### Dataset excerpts
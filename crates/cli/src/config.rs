//! Configuration management for the CLI

use crate::output::OutputFormat;
use anyhow::{Context, Result};
use clap::ValueEnum;
use serde::{Deserialize, Serialize};
use std::path::{Path, PathBuf};

/// Agent address used when neither flag, env nor config file set one
pub const DEFAULT_API_URL: &str = "http://localhost:8080";

/// CLI configuration
#[derive(Debug, Clone, PartialEq, Serialize, Deserialize, Default)]
pub struct Config {
    /// API endpoint URL
    pub api_url: Option<String>,
    /// Default output format
    pub default_format: Option<String>,
}

impl Config {
    /// Load configuration from the user's config file
    pub fn load() -> Result<Self> {
        Self::load_from(&Self::config_path()?)
    }

    pub fn load_from(path: &Path) -> Result<Self> {
        if !path.exists() {
            return Ok(Self::default());
        }

        let content = std::fs::read_to_string(path).context("Failed to read config file")?;

        serde_json::from_str(&content).context("Failed to parse config file")
    }

    /// Save configuration to the user's config file
    pub fn save(&self) -> Result<PathBuf> {
        let path = Self::config_path()?;
        self.save_to(&path)?;
        Ok(path)
    }

    pub fn save_to(&self, path: &Path) -> Result<()> {
        if let Some(parent) = path.parent() {
            std::fs::create_dir_all(parent).context("Failed to create config directory")?;
        }

        let content = serde_json::to_string_pretty(self).context("Failed to serialize config")?;
        std::fs::write(path, content).context("Failed to write config file")?;

        Ok(())
    }

    /// Flag/env value first, then the config file, then the default
    pub fn resolve_api_url(&self, flag: Option<String>) -> String {
        flag.or_else(|| self.api_url.clone())
            .unwrap_or_else(|| DEFAULT_API_URL.to_string())
    }

    pub fn resolve_format(&self, flag: Option<OutputFormat>) -> OutputFormat {
        flag.or_else(|| {
            self.default_format
                .as_deref()
                .and_then(|f| OutputFormat::from_str(f, true).ok())
        })
        .unwrap_or_default()
    }

    /// Get the configuration file path
    pub fn config_path() -> Result<PathBuf> {
        let home = dirs_next::home_dir().context("Could not determine home directory")?;
        Ok(home.join(".config").join("climatectl").join("config.json"))
    }
}

#[cfg(test)]
mod tests {
    use super::*;
    use tempfile::TempDir;

    #[test]
    fn test_missing_file_gives_default() {
        let dir = TempDir::new().unwrap();
        let config = Config::load_from(&dir.path().join("config.json")).unwrap();
        assert_eq!(config, Config::default());
    }

    #[test]
    fn test_save_and_load() {
        let dir = TempDir::new().unwrap();
        let path = dir.path().join("nested").join("config.json");
        let config = Config {
            api_url: Some("http://lab-pc:8080".to_string()),
            default_format: Some("json".to_string()),
        };

        config.save_to(&path).unwrap();
        assert_eq!(Config::load_from(&path).unwrap(), config);
    }

    #[test]
    fn test_resolution_order() {
        let config = Config {
            api_url: Some("http://from-file:8080".to_string()),
            default_format: Some("JSON".to_string()),
        };

        assert_eq!(
            config.resolve_api_url(Some("http://from-flag:8080".to_string())),
            "http://from-flag:8080"
        );
        assert_eq!(config.resolve_api_url(None), "http://from-file:8080");
        assert_eq!(Config::default().resolve_api_url(None), DEFAULT_API_URL);

        assert_eq!(config.resolve_format(None), OutputFormat::Json);
        assert_eq!(
            config.resolve_format(Some(OutputFormat::Table)),
            OutputFormat::Table
        );
    }

    #[test]
    fn test_unknown_format_falls_back_to_table() {
        let config = Config {
            api_url: None,
            default_format: Some("yaml".to_string()),
        };
        assert_eq!(config.resolve_format(None), OutputFormat::Table);
    }
}
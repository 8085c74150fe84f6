//! Songbook search and ranking core for hymnal applications.
//!
//! The crate turns a free-text or numeric query plus a songbook id into a
//! deterministically ordered list of [`Song`] records: corpus retrieval and
//! caching live in [`corpus`], the scoring pipeline (normalization,
//! tokenization, edit-distance similarity, weighted field scoring) lives in
//! [`search`]. Presentation, navigation, and storage belong to the embedding
//! application, not here.

pub mod corpus;
pub mod error;
pub mod search;
pub mod song;
pub mod tracing;

pub use corpus::{CorpusProvider, CorpusSource, FileCorpusSource};
pub use error::CorpusError;
pub use search::{LyricCache, ScoringConfig, SearchEngine, rank_songs};
pub use song::{Song, Songbook, Verse};
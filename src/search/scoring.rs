//! Weighted field scoring: substring containment dominates, otherwise fuzzy
//! token pairs accumulate.

use super::similarity;

/// Threshold and field weights for match scoring.
///
/// The defaults bake the ranking priority into the weights themselves: a
/// title substring match outranks any author match, which outranks any lyric
/// match, and token-level matches sit an order of magnitude below their
/// field's substring score. Lyric tokens are worth 1 so they break ties
/// without overriding title or author signals.
#[derive(Debug, Clone, PartialEq)]
pub struct ScoringConfig {
    /// Two tokens fuzzy-match when their similarity strictly exceeds this.
    /// 0.9 is deliberately strict: roughly one typo per ten letters.
    pub similarity_threshold: f64,
    pub title_match: u32,
    pub title_token: u32,
    pub author_match: u32,
    pub author_token: u32,
    pub lyric_match: u32,
    pub lyric_token: u32,
}

impl Default for ScoringConfig {
    fn default() -> Self {
        Self {
            similarity_threshold: 0.9,
            title_match: 1000,
            title_token: 100,
            author_match: 900,
            author_token: 90,
            lyric_match: 500,
            lyric_token: 1,
        }
    }
}

/// Scores one field against the query.
///
/// If the normalized field contains the whole normalized query as a
/// substring, that containment dominates and `substring_weight` is returned
/// outright. Otherwise every (field token, query token) pair above the
/// similarity threshold adds `token_weight`: a song whose words echo several
/// query words accumulates several increments. The accumulation is
/// deliberately uncapped.
pub(crate) fn score_field(
    field_text: &str,
    field_tokens: &[String],
    query: &str,
    query_tokens: &[String],
    substring_weight: u32,
    token_weight: u32,
    threshold: f64,
) -> u32 {
    if field_text.contains(query) {
        return substring_weight;
    }

    let mut score = 0;
    for word in field_tokens {
        for term in query_tokens {
            if similarity(word, term) > threshold {
                score += token_weight;
            }
        }
    }
    score
}
//! Corpus retrieval and per-songbook caching.
//!
//! The corpus document for a songbook is a JSON object keyed by songbook name
//! whose value is the song array. Retrieval is the one suspending operation
//! in the crate: each songbook is fetched at most once per process lifetime
//! and the canonicalized songs are held in memory behind an `Arc`. Failures
//! never propagate into ranking; the provider logs and returns an empty list.

use crate::error::{CorpusError, Result};
use crate::song::{RawSong, Song, Songbook};
use ahash::AHashMap;
use std::path::Path;
use std::sync::Arc;

/// Supplies the raw corpus JSON document for a songbook.
///
/// The library ships [`FileCorpusSource`]; embedders with a remote corpus
/// implement this over their own transport.
#[allow(async_fn_in_trait)]
pub trait CorpusSource {
    async fn load(&self, book: &Songbook) -> Result<String>;
}

/// Corpus source that reads `lyrics_url` as a filesystem path.
#[derive(Debug, Default, Clone, Copy)]
pub struct FileCorpusSource;

impl CorpusSource for FileCorpusSource {
    async fn load(&self, book: &Songbook) -> Result<String> {
        let contents = tokio::fs::read_to_string(Path::new(&book.lyrics_url))
            .await
            .map_err(|e| CorpusError::Fetch {
                book_id: book.id.clone(),
                message: e.to_string(),
            })?;
        Ok(contents)
    }
}

/// Caching corpus provider: owns the songbook registry and one in-memory
/// song list per fetched songbook id.
pub struct CorpusProvider<S> {
    source: S,
    books: Vec<Songbook>,
    cache: AHashMap<String, Arc<[Song]>>,
}

impl<S: CorpusSource> CorpusProvider<S> {
    /// Creates a provider with an empty cache over the given registry.
    pub fn new(source: S, books: Vec<Songbook>) -> Self {
        Self {
            source,
            books,
            cache: AHashMap::new(),
        }
    }

    /// Looks up a registered songbook by id.
    pub fn songbook(&self, book_id: &str) -> Option<&Songbook> {
        self.books.iter().find(|book| book.id == book_id)
    }

    /// The registered songbooks, in registration order.
    pub fn songbooks(&self) -> &[Songbook] {
        &self.books
    }

    /// Returns the songs for `book_id`, fetching and canonicalizing on first
    /// use. Unknown ids and fetch/parse failures log an error and yield an
    /// empty list; failures are not cached, so a later call retries.
    pub async fn get_songs(&mut self, book_id: &str) -> Arc<[Song]> {
        if let Some(songs) = self.cache.get(book_id) {
            tracing::debug!("Returning cached songs for book '{}'", book_id);
            return Arc::clone(songs);
        }

        match self.fetch(book_id).await {
            Ok(songs) => {
                tracing::info!("Loaded {} songs for book '{}'", songs.len(), book_id);
                self.cache.insert(book_id.to_string(), Arc::clone(&songs));
                songs
            }
            Err(e) => {
                tracing::error!("Failed to load songs for book '{}': {}", book_id, e);
                Arc::from(Vec::new())
            }
        }
    }

    /// Drops every cached song list. The next `get_songs` per book refetches.
    pub fn clear(&mut self) {
        self.cache.clear();
    }

    async fn fetch(&self, book_id: &str) -> Result<Arc<[Song]>> {
        let book = self.songbook(book_id).ok_or_else(|| CorpusError::UnknownBook {
            book_id: book_id.to_string(),
        })?;

        let document = self.source.load(book).await?;

        let parse_error = |message: String| CorpusError::Parse {
            book_id: book_id.to_string(),
            message,
        };
        let mut root: serde_json::Map<String, serde_json::Value> =
            serde_json::from_str(&document).map_err(|e| parse_error(e.to_string()))?;
        let raw = root
            .remove(&book.name)
            .ok_or_else(|| parse_error(format!("document has no entry for '{}'", book.name)))?;
        let raw_songs: Vec<RawSong> =
            serde_json::from_value(raw).map_err(|e| parse_error(e.to_string()))?;

        let songs: Vec<Song> = raw_songs.into_iter().map(RawSong::canonicalize).collect();
        Ok(Arc::from(songs))
    }
}
//! Session-lifetime memoization of normalized and tokenized lyrics.
//!
//! Lyrics are by far the largest field, so their normalization is computed
//! once per song per session instead of once per keystroke. Entries are
//! keyed by song number and never evicted; `clear` exists for corpus
//! refreshes. Writes are idempotent, so redundant recomputation is the worst
//! that interleaved use can cause.

use crate::search::{normalize, tokenize};
use crate::song::Song;
use ahash::AHashMap;

/// Lazily populated per-song lyric derivations.
#[derive(Debug, Default)]
pub struct LyricCache {
    normalized: AHashMap<u32, String>,
    tokens: AHashMap<u32, Vec<String>>,
}

impl LyricCache {
    /// Creates an empty cache.
    pub fn new() -> Self {
        Self::default()
    }

    /// Drops every entry. Call on corpus refresh.
    pub fn clear(&mut self) {
        self.normalized.clear();
        self.tokens.clear();
    }

    /// Number of songs with cached derivations.
    pub fn len(&self) -> usize {
        self.normalized.len()
    }

    pub fn is_empty(&self) -> bool {
        self.normalized.is_empty()
    }

    /// Returns the normalized lyric text and its tokens for `song`,
    /// computing and retaining both on first access. All verse lines are
    /// normalized individually and joined with single spaces.
    pub(crate) fn normalized_and_tokens(&mut self, song: &Song) -> (&str, &[String]) {
        let normalized = self.normalized.entry(song.number).or_insert_with(|| {
            song.lyric_lines()
                .map(normalize)
                .collect::<Vec<_>>()
                .join(" ")
        });
        let tokens = self
            .tokens
            .entry(song.number)
            .or_insert_with(|| tokenize(normalized));
        (normalized.as_str(), tokens.as_slice())
    }
}

#[cfg(test)]
mod tests {
    use super::*;
    use crate::song::{Song, Verse};
    use assert2::check;

    fn song_with_lyrics(number: u32, lines: &[&str]) -> Song {
        Song {
            number,
            title: String::new(),
            author: String::new(),
            verses: vec![Verse {
                label: "Verse 1".to_string(),
                lines: lines.iter().map(|l| (*l).to_string()).collect(),
            }],
            presentation: vec!["Verse 1".to_string()],
        }
    }

    #[test]
    fn populates_lazily_and_joins_verse_lines() {
        let mut cache = LyricCache::new();
        let song = song_with_lyrics(5, &["Amazing grace,", "How sweet the sound!"]);

        check!(cache.is_empty());
        let (text, tokens) = cache.normalized_and_tokens(&song);
        check!(text == "amazing grace how sweet the sound");
        check!(tokens.len() == 6);
        check!(cache.len() == 1);
    }

    #[test]
    fn repeated_access_is_idempotent() {
        let mut cache = LyricCache::new();
        let song = song_with_lyrics(5, &["Line one"]);

        let first = cache.normalized_and_tokens(&song).0.to_string();
        let second = cache.normalized_and_tokens(&song).0.to_string();
        check!(first == second);
        check!(cache.len() == 1);
    }

    #[test]
    fn clear_empties_both_maps() {
        let mut cache = LyricCache::new();
        cache.normalized_and_tokens(&song_with_lyrics(1, &["a"]));
        cache.clear();
        check!(cache.is_empty());
    }
}
//! Tracing initialization.

use std::sync::Once;
use tracing_subscriber::{EnvFilter, fmt::format::FmtSpan, util::SubscriberInitExt};

static INIT: Once = Once::new();

/// Initialize tracing. Safe to call multiple times.
///
/// Embedding applications that install their own subscriber can skip this;
/// it exists for tests and standalone use.
pub fn init() {
    INIT.call_once(|| {
        let is_test =
            std::env::var("NEXTEST").is_ok() || std::env::var("CARGO_TARGET_TMPDIR").is_ok();
        let filter = EnvFilter::from_default_env().add_directive(
            if is_test {
                tracing::Level::DEBUG
            } else {
                tracing::Level::INFO
            }
            .into(),
        );

        let builder = tracing_subscriber::fmt()
            .with_env_filter(filter)
            .with_ansi(false)
            .with_target(true)
            .with_span_events(FmtSpan::NONE)
            .compact();

        if is_test {
            builder.with_test_writer().finish().set_default();
        } else {
            if let Err(e) = builder.with_writer(std::io::stderr).try_init() {
                eprintln!("Failed to initialize tracing: {}", e)
            }
        }
    });
}
//! Text canonicalization for comparison: case folding, diacritic and
//! punctuation stripping, whitespace collapsing, and tokenization.

use unicode_normalization::UnicodeNormalization;
use unicode_normalization::char::is_combining_mark;

/// Produces the canonical comparison form of a string: NFKD-folded,
/// lowercase, diacritics and punctuation stripped, whitespace collapsed to
/// single spaces, trimmed. Pure and deterministic.
pub fn normalize(s: &str) -> String {
    let mut out = String::with_capacity(s.len());
    let mut pending_space = false;
    for c in s.nfkd() {
        if is_combining_mark(c) {
            continue;
        }
        if c.is_whitespace() {
            pending_space = true;
        } else if c.is_alphanumeric() {
            if pending_space && !out.is_empty() {
                out.push(' ');
            }
            pending_space = false;
            out.extend(c.to_lowercase());
        }
        // Everything else is punctuation; drop it.
    }
    out
}

/// Splits a normalized string into non-empty word tokens, preserving order
/// and duplicates. Whitespace-only input yields no tokens.
pub fn tokenize(s: &str) -> Vec<String> {
    s.split_whitespace().map(str::to_string).collect()
}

### WHAT THIS TASK INVOLVES
Check each line above for the word "derive", and copy the lines where it appears.

### ANSWER SPACE
#[derive(Debug, Clone, PartialEq, Serialize, Deserialize, Default)]
#[derive(Debug, Clone, PartialEq)]
#[derive(Debug, Default, Clone, Copy)]
#[derive(Debug, Default)]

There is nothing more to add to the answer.